Families Affected By Huntersville Eye Cancer Cluster Hope Research Funding Is Approved
HUNTERSVILLE, N.C. – There’s renewed hope for families affected by a mysterious eye cancer cluster in Huntersville.
North Carolina lawmakers have included $150,000 in research funding in the proposed House budget.
Families hope the money doesn’t get cut before reaching Governor Cooper’s desk.
Sue Colbert lost her daughter Kenan seven years ago to ocular melanoma.
“She was 23 when she was diagnosed. In the prime of her life, healthy and athletic,” Colbert says.
Since then, she and her family have fought for answers as to what’s causing the rare cancer to affect so many young women in the Huntersville area.
“We just never gave up hope that there wouldn’t be a miracle tossed our way. And when that didn’t come, it changed our lives,” Colbert says.
Research money has run out, but there’s hope more could be on the way in the proposed House budget.
Colbert is cautiously optimistic.
“This money, $150,000 dollars, was in there two years ago and then that budget was never approved,” Colbert says.
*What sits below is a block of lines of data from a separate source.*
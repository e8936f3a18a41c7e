//! Application Layer
//!
//! Use cases. Each takes the request's unit of work by `&mut`; the caller
//! commits.

pub mod authorize;
pub mod check_session;
pub mod config;
pub mod delete_user;
pub mod sign_in;
pub mod sign_out;
pub mod sign_up;
pub mod user_profile;

pub use authorize::AuthorizeUseCase;
pub use check_session::{CheckSessionUseCase, SessionInfo};
pub use config::AuthConfig;
pub use delete_user::DeleteUserUseCase;
pub use sign_in::{SignInInput, SignInOutput, SignInUseCase};
pub use sign_out::SignOutUseCase;
pub use sign_up::{SignUpInput, SignUpOutput, SignUpUseCase};
pub use user_profile::UserProfileUseCase;
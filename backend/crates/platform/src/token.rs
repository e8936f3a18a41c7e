//! Opaque Access Tokens
//!
//! Tokens are random bytes rendered as base64url. Only the SHA-256 digest
//! is stored, so a leaked table cannot be replayed as bearer tokens.

use crate::crypto::{random_bytes, sha256, to_base64_url};

/// Entropy of a freshly issued token
pub const ACCESS_TOKEN_BYTES: usize = 32;

/// Generate a new raw access token
pub fn generate_access_token(len: usize) -> String {
    to_base64_url(&random_bytes(len))
}

/// Storage digest of a raw token
pub fn token_digest(raw: &str) -> [u8; 32] {
    sha256(raw.as_bytes())
}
State Senator Natasha Marcus says there’s no reason funding the research shouldn’t be a bi-partisan issue everyone supports.
“I do think that everyone who’s been touched by ocular melanoma wants to know why. And all the residents who are fearful it could happen to them or their children want to know how to avoid it in the future,” Marcus says.
“”I’m just trying to make sure that we look into every possibility. We don’t want any other parent to have to go down this road or be a member of this club that we’re in,” Colbert says.